### What the task requires:
Every entry below, first to last, should be restated word for word.

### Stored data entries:

impl VariabilityParameter {
    /// Checks that the sweep is finite and the field fits the target.
    pub fn validate(&self) -> BiomacResult<()> {
        let invalid = |reason: &str| BiomacError::InvalidSweep {
            target: self.name.clone(),
            reason: reason.to_string(),
        };
        if !(self.step > 0.0) || !self.step.is_finite() {
            return Err(invalid("step must be a positive number"));
        }
        if !self.min.is_finite() || !self.max.is_finite() {
            return Err(invalid("min and max must be finite"));
        }
        if self.max < self.min {
            return Err(invalid("max is below min"));
        }
        if (self.max - self.min) / self.step >= MAX_SWEEP_CASES as f64 {
            return Err(invalid(&format!(
                "sweep expands to more than {MAX_SWEEP_CASES} cases"
            )));
        }
        match (self.target, self.field) {
            (SweepTarget::CostItem, SweepField::EmissionFactor) => {
                Err(invalid("cost item sweeps cannot set emission factors"))
            }
            (SweepTarget::StreamLca, SweepField::UnitCost) => {
                Err(invalid("LCA stream sweeps cannot set unit costs"))
            }
            _ => Ok(()),
        }
    }

    /// Sweep values from `min` to `max` inclusive.
    ///
    /// Values are computed as `min + i * step` so rounding does not
    /// accumulate; a value within half a step's rounding of `max` is kept.
    /// At most [`MAX_SWEEP_CASES`] values are returned.
    #[must_use]
    pub fn values(&self) -> Vec<f64> {
        if !(self.step > 0.0) || !self.min.is_finite() || self.max < self.min {
            return Vec::new();
        }
        let tolerance = self.step * 1e-9;
        (0_u32..)
            .map(|i| self.min + f64::from(i) * self.step)
            .take_while(|v| *v <= self.max + tolerance)
            .take(MAX_SWEEP_CASES)
            .collect()
    }
}

#[cfg(test)]
mod tests {
    use super::*;

    #[test]
    fn test_defaults() {
        let config = StudyConfig::default();
        assert_eq!(config.production_years(), 2022..=2050);
        assert_eq!(config.study.cost_year, 2020);
        assert_eq!(config.study.allocation, AllocationPolicy::Energy);
        assert!(config.study.coproduct_cost_credit);
        assert!(config.study.always_calc_co2_w_voc_co);
        assert_eq!(config.gwp.n2o, 273.0);
        assert_eq!(config.carbon_ratios.co2, 0.27);
        assert!(config.validate().is_ok());
    }

    #[test]
    fn test_partial_toml_uses_defaults() {
        let config = StudyConfig::from_toml_str(
            r#"
            [study]
            first_year = 2030
            last_year = 2030
            allocation = "Hybrid"

            [gwp]
            ch4 = 28.0
            "#,
        )
        .unwrap();
        assert_eq!(config.production_years(), 2030..=2030);
        assert_eq!(config.study.allocation, AllocationPolicy::Hybrid);
        assert_eq!(config.gwp.ch4, 28.0);
        assert_eq!(config.gwp.n2o, 273.0);
        assert_eq!(config.study.cost_year, 2020);
    }

    #[test]
    fn test_unknown_policy_is_rejected() {
        let result = StudyConfig::from_toml_str(
            r#"
            [study]
            allocation = "Mass"
            "#,
        );
        assert!(matches!(result, Err(BiomacError::InvalidConfig(_))));

        let parsed: Result<AllocationPolicy, _> = "Mass".parse();
        assert!(matches!(
            parsed,
            Err(BiomacError::UnknownAllocationPolicy(_))
        ));
        assert_eq!("hybrid".parse::<AllocationPolicy>().unwrap(), AllocationPolicy::Hybrid);
    }

    #[test]
    fn test_year_range_validation() {
        let result = StudyConfig::from_toml_str(
            r#"
            [study]
            first_year = 2040
            last_year = 2030
            "#,
        );
        assert!(matches!(result, Err(BiomacError::InvalidConfig(_))));
    }

    #[test]
    fn test_energy_unit_validation() {
        let result = StudyConfig::from_toml_str(
            r#"
            [study]
            energy_unit = "gal"
            "#,
        );
        assert!(matches!(result, Err(BiomacError::InvalidConfig(_))));
    }

    #[test]
    fn test_baseline_lookup_requires_toggle() {
        let mut config = StudyConfig::default();
        let pathway = "Biopower: 100% biomass, w/ BECCS, 130 MWe";
        assert_eq!(config.baseline_for(pathway), None);

        config.study.baseline_substitution = true;
        assert_eq!(
            config.baseline_for(pathway),
            Some("Baseline for Biopower, 100% coal, w/ CCS, 650 MWe")
        );
        assert!(config.is_baseline("Baseline for Biopower, 100% coal, w/ CCS, 650 MWe"));
        assert!(!config.is_baseline(pathway));
    }

    #[test]
    fn test_sweep_values() {
        let parameter = VariabilityParameter {
            target: SweepTarget::CostItem,
            field: SweepField::UnitCost,
            name: "Corn stover".into(),
            min: 0.1,
            max: 0.3,
            step: 0.1,
        };
        let values = parameter.values();
        assert_eq!(values.len(), 3);
        assert!((values[2] - 0.3).abs() < 1e-12);
    }

    #[test]
    fn test_sweep_validation() {
        let mut parameter = VariabilityParameter {
            target: SweepTarget::CostItem,
            field: SweepField::EmissionFactor,
            name: "Natural gas".into(),
            min: 1.0,
            max: 2.0,
            step: 0.5,
        };
        assert!(parameter.validate().is_err());

        parameter.target = SweepTarget::StreamLca;
        assert!(parameter.validate().is_ok());

        parameter.step = 0.0;
        assert!(parameter.validate().is_err());
    }

    #[test]
    fn test_unbounded_sweep_is_rejected() {
        let mut parameter = VariabilityParameter {
            target: SweepTarget::CostItem,
            field: SweepField::UnitCost,
            name: "Natural gas".into(),
            min: 0.0,
            max: f64::INFINITY,
            step: 1.0,
        };
        assert!(matches!(
            parameter.validate(),
            Err(BiomacError::InvalidSweep { .. })
        ));
        assert_eq!(parameter.values().len(), MAX_SWEEP_CASES);

        parameter.min = f64::NAN;
        parameter.max = 1.0;
        assert!(parameter.validate().is_err());
        assert!(parameter.values().is_empty());

        parameter.min = 0.0;
        parameter.max = 1e6;
        assert!(matches!(
            parameter.validate(),
            Err(BiomacError::InvalidSweep { .. })
        ));
        parameter.max = (MAX_SWEEP_CASES - 1) as f64;
        assert!(parameter.validate().is_ok());
        assert_eq!(parameter.values().len(), MAX_SWEEP_CASES);
    }

    #[test]
    fn test_infinite_sweep_in_toml_is_rejected() {
        let result = StudyConfig::from_toml_str(
            r#"
            [[variability]]
            target = "CostItem"
            field = "UnitCost"
            name = "Natural gas"
            min = 0.0
            max = inf
            step = 1.0
            "#,
        );
        assert!(matches!(result, Err(BiomacError::InvalidSweep { .. })));
    }

    #[test]
    fn test_round_trip_through_toml() {
        let config = StudyConfig::default();
        let text = toml::to_string(&config).unwrap();
        let back = StudyConfig::from_toml_str(&text).unwrap();
        assert_eq!(back, config);
    }
}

### Response area:
impl VariabilityParameter {
    /// Checks that the sweep is finite and the field fits the target.
    pub fn validate(&self) -> BiomacResult<()> {
        let invalid = |reason: &str| BiomacError::InvalidSweep {
            target: self.name.clone(),
            reason: reason.to_string(),
        };
        if !(self.step > 0.0) || !self.step.is_finite() {
            return Err(invalid("step must be a positive number"));
        }
        if !self.min.is_finite() || !self.max.is_finite() {
            return Err(invalid("min and max must be finite"));
        }
        if self.max < self.min {
            return Err(invalid("max is below min"));
        }
        if (self.max - self.min) / self.step >= MAX_SWEEP_CASES as f64 {
            return Err(invalid(&format!(
                "sweep expands to more than {MAX_SWEEP_CASES} cases"
            )));
        }
        match (self.target, self.field) {
            (SweepTarget::CostItem, SweepField::EmissionFactor) => {
                Err(invalid("cost item sweeps cannot set emission factors"))
            }
            (SweepTarget::StreamLca, SweepField::UnitCost) => {
                Err(invalid("LCA stream sweeps cannot set unit costs"))
            }
            _ => Ok(()),
        }
    }

    /// Sweep values from `min` to `max` inclusive.
    ///
    /// Values are computed as `min + i * step` so rounding does not
    /// accumulate; a value within half a step's rounding of `max` is kept.
    /// At most [`MAX_SWEEP_CASES`] values are returned.
    #[must_use]
    pub fn values(&self) -> Vec<f64> {
        if !(self.step > 0.0) || !self.min.is_finite() || self.max < self.min {
            return Vec::new();
        }
        let tolerance = self.step * 1e-9;
        (0_u32..)
            .map(|i| self.min + f64::from(i) * self.step)
            .take_while(|v| *v <= self.max + tolerance)
            .take(MAX_SWEEP_CASES)
            .collect()
    }
}

#[cfg(test)]
mod tests {
    use super::*;

    #[test]
    fn test_defaults() {
        let config = StudyConfig::default();
        assert_eq!(config.production_years(), 2022..=2050);
        assert_eq!(config.study.cost_year, 2020);
        assert_eq!(config.study.allocation, AllocationPolicy::Energy);
        assert!(config.study.coproduct_cost_credit);
        assert!(config.study.always_calc_co2_w_voc_co);
        assert_eq!(config.gwp.n2o, 273.0);
        assert_eq!(config.carbon_ratios.co2, 0.27);
        assert!(config.validate().is_ok());
    }

    #[test]
    fn test_partial_toml_uses_defaults() {
        let config = StudyConfig::from_toml_str(
            r#"
            [study]
            first_year = 2030
            last_year = 2030
            allocation = "Hybrid"

            [gwp]
            ch4 = 28.0
            "#,
        )
        .unwrap();
        assert_eq!(config.production_years(), 2030..=2030);
        assert_eq!(config.study.allocation, AllocationPolicy::Hybrid);
        assert_eq!(config.gwp.ch4, 28.0);
        assert_eq!(config.gwp.n2o, 273.0);
        assert_eq!(config.study.cost_year, 2020);
    }

    #[test]
    fn test_unknown_policy_is_rejected() {
        let result = StudyConfig::from_toml_str(
            r#"
            [study]
            allocation = "Mass"
            "#,
        );
        assert!(matches!(result, Err(BiomacError::InvalidConfig(_))));

        let parsed: Result<AllocationPolicy, _> = "Mass".parse();
        assert!(matches!(
            parsed,
            Err(BiomacError::UnknownAllocationPolicy(_))
        ));
        assert_eq!("hybrid".parse::<AllocationPolicy>().unwrap(), AllocationPolicy::Hybrid);
    }

    #[test]
    fn test_year_range_validation() {
        let result = StudyConfig::from_toml_str(
            r#"
            [study]
            first_year = 2040
            last_year = 2030
            "#,
        );
        assert!(matches!(result, Err(BiomacError::InvalidConfig(_))));
    }

    #[test]
    fn test_energy_unit_validation() {
        let result = StudyConfig::from_toml_str(
            r#"
            [study]
            energy_unit = "gal"
            "#,
        );
        assert!(matches!(result, Err(BiomacError::InvalidConfig(_))));
    }

    #[test]
    fn test_baseline_lookup_requires_toggle() {
        let mut config = StudyConfig::default();
        let pathway = "Biopower: 100% biomass, w/ BECCS, 130 MWe";
        assert_eq!(config.baseline_for(pathway), None);

        config.study.baseline_substitution = true;
        assert_eq!(
            config.baseline_for(pathway),
            Some("Baseline for Biopower, 100% coal, w/ CCS, 650 MWe")
        );
        assert!(config.is_baseline("Baseline for Biopower, 100% coal, w/ CCS, 650 MWe"));
        assert!(!config.is_baseline(pathway));
    }

    #[test]
    fn test_sweep_values() {
        let parameter = VariabilityParameter {
            target: SweepTarget::CostItem,
            field: SweepField::UnitCost,
            name: "Corn stover".into(),
            min: 0.1,
            max: 0.3,
            step: 0.1,
        };
        let values = parameter.values();
        assert_eq!(values.len(), 3);
        assert!((values[2] - 0.3).abs() < 1e-12);
    }

    #[test]
    fn test_sweep_validation() {
        let mut parameter = VariabilityParameter {
            target: SweepTarget::CostItem,
            field: SweepField::EmissionFactor,
            name: "Natural gas".into(),
            min: 1.0,
            max: 2.0,
            step: 0.5,
        };
        assert!(parameter.validate().is_err());

        parameter.target = SweepTarget::StreamLca;
        assert!(parameter.validate().is_ok());

        parameter.step = 0.0;
        assert!(parameter.validate().is_err());
    }

    #[test]
    fn test_unbounded_sweep_is_rejected() {
        let mut parameter = VariabilityParameter {
            target: SweepTarget::CostItem,
            field: SweepField::UnitCost,
            name: "Natural gas".into(),
            min: 0.0,
            max: f64::INFINITY,
            step: 1.0,
        };
        assert!(matches!(
            parameter.validate(),
            Err(BiomacError::InvalidSweep { .. })
        ));
        assert_eq!(parameter.values().len(), MAX_SWEEP_CASES);

        parameter.min = f64::NAN;
        parameter.max = 1.0;
        assert!(parameter.validate().is_err());
        assert!(parameter.values().is_empty());

        parameter.min = 0.0;
        parameter.max = 1e6;
        assert!(matches!(
            parameter.validate(),
            Err(BiomacError::InvalidSweep { .. })
        ));
        parameter.max = (MAX_SWEEP_CASES - 1) as f64;
        assert!(parameter.validate().is_ok());
        assert_eq!(parameter.values().len(), MAX_SWEEP_CASES);
    }

    #[test]
    fn test_infinite_sweep_in_toml_is_rejected() {
        let result = StudyConfig::from_toml_str(
            r#"
            [[variability]]
            target = "CostItem"
            field = "UnitCost"
            name = "Natural gas"
            min = 0.0
            max = inf
            step = 1.0
            "#,
        );
        assert!(matches!(result, Err(BiomacError::InvalidSweep { .. })));
    }

    #[test]
    fn test_round_trip_through_toml() {
        let config = StudyConfig::default();
        let text = toml::to_string(&config).unwrap();
        let back = StudyConfig::from_toml_str(&text).unwrap();
        assert_eq!(back, config);
    }
}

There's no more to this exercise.